3. Ms. Z, whose cancer history and admitting diagnosis I never really understood, because the students were asked not to see her and she was only in the hospital for about 24 hours. I believe her cancer had recurred despite numerous cycles of chemo and she was probably admitted for nausea and vomiting or something like that. The attending ended up having the end-of-life conversation with her, and they all decided she would go to hospice. (Hospice, in case you don't know, is for people who have an estimated six months or fewer to live, and they receive palliative care only, either at home or at a long-term care facility.) It was fairly straight-forward; she was OK with the decision to enter hospice and I think, based on her records, pretty happy to be done with trying to fight an incurable cancer. The saddest part was that while we were sitting in rounds that afternoon, her nurse poked her head in to say that she had eaten a whole cheeseburger (an accomplishment). "Yay!" said the physician, "She can have all the cheeseburgers and ice cream she wants!" It struck me that she was now allowed to eat anything she wanted, because she was just waiting to die, and that was very, very sad. Even out-of-control diabetics are allowed to eat Twinkies once they enter hospice, because it becomes a "big picture" situation.
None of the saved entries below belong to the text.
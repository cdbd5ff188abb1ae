//! Idle-socket notification loop.
//!
//! The idle socket sits in a long poll; the server answers with
//! `changed: <subsystem>` lines when something happens. Each subsystem
//! maps to a re-fetch on the command socket, after which the `idle`
//! command is re-issued to keep the notification channel live. The
//! loop blocks on socket readability and exits only on connection loss
//! or shutdown cancellation.

use tokio_util::sync::CancellationToken;
use tracing::{debug, warn};

use crate::bus::MpdEvent;
use crate::client::socket::{MpdSocket, SocketState};
use crate::client::MpdClient;

pub(crate) async fn run_idle_loop(
    client: MpdClient,
    mut socket: MpdSocket,
    shutdown: CancellationToken,
) {
    loop {
        let raw = tokio::select! {
            _ = shutdown.cancelled() => {
                debug!("idle loop shutting down");
                return;
            }
            raw = socket.read_raw() => raw,
        };

        if socket.state() != SocketState::Connected {
            break;
        }
        if !raw.is_empty() {
            let data = String::from_utf8_lossy(&raw);
            dispatch_changes(&client, &data).await;
        }
        if socket.write_command(b"idle").await.is_err() {
            break;
        }
    }

    debug!("idle connection lost");
    client.on_connection_lost().await;
}

/// Interpret one idle reply and trigger the matching re-fetches.
async fn dispatch_changes(client: &MpdClient, data: &str) {
    let mut queue_refreshed = false;

    for line in data.lines() {
        let line = line.trim_end();
        if line.is_empty() || line == "OK" || line.starts_with("OK MPD ") {
            continue;
        }
        let Some(subsystem) = line.strip_prefix("changed: ") else {
            warn!("unknown line in idle return: {}", line);
            continue;
        };
        match subsystem {
            "database" => {
                let _ = client.get_stats().await;
                let _ = client.refresh_queue().await;
                queue_refreshed = true;
            }
            "update" => client.bus().publish(MpdEvent::DatabaseUpdated),
            "stored_playlist" => client.bus().publish(MpdEvent::StoredPlaylistsChanged),
            "playlist" => {
                if !queue_refreshed {
                    let _ = client.queue_changes().await;
                }
            }
            "player" | "mixer" | "options" => {
                let _ = client.get_status().await;
            }
            "output" => {
                let _ = client.outputs().await;
            }
            other => warn!("unknown idle subsystem: {}", other),
        }
    }
}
So my two weeks with GynOnc are over, and I got 12 full hours of sleep last night to celebrate. It was really interesting, pretty fun, educational, and of course exhausting. As luck would have it, my last day was the worst, a full 16 hours long. My take-home impression is that in-patient oncology isn't actually all that sad and depressing, because the patients are acutely ill and you're focused on the short-term treatments, not long-term discussions of life and death and their chronic conditions. I didn't get to see any of the oncology patients in the office, where more of the somber conversations would take place. Plus, not all the patients are as sick or complicated as the three above; plenty of them have minor disease, are healthy other than having cancer, take good care of themselves, or have really positive attitudes. Even if I did go into Ob/Gyn, I don't think I would do GynOnc, but nothing has been ruled out completely yet, which means I still have about seven months to figure out what I want to be when I grow up. Monday I start two weeks of following a private practice physician; she'll either let me do nothing at all and I'll just be shadowing, or else she'll let me do a lot and I'll be helping with surgeries and deliveries. I hope it's the latter!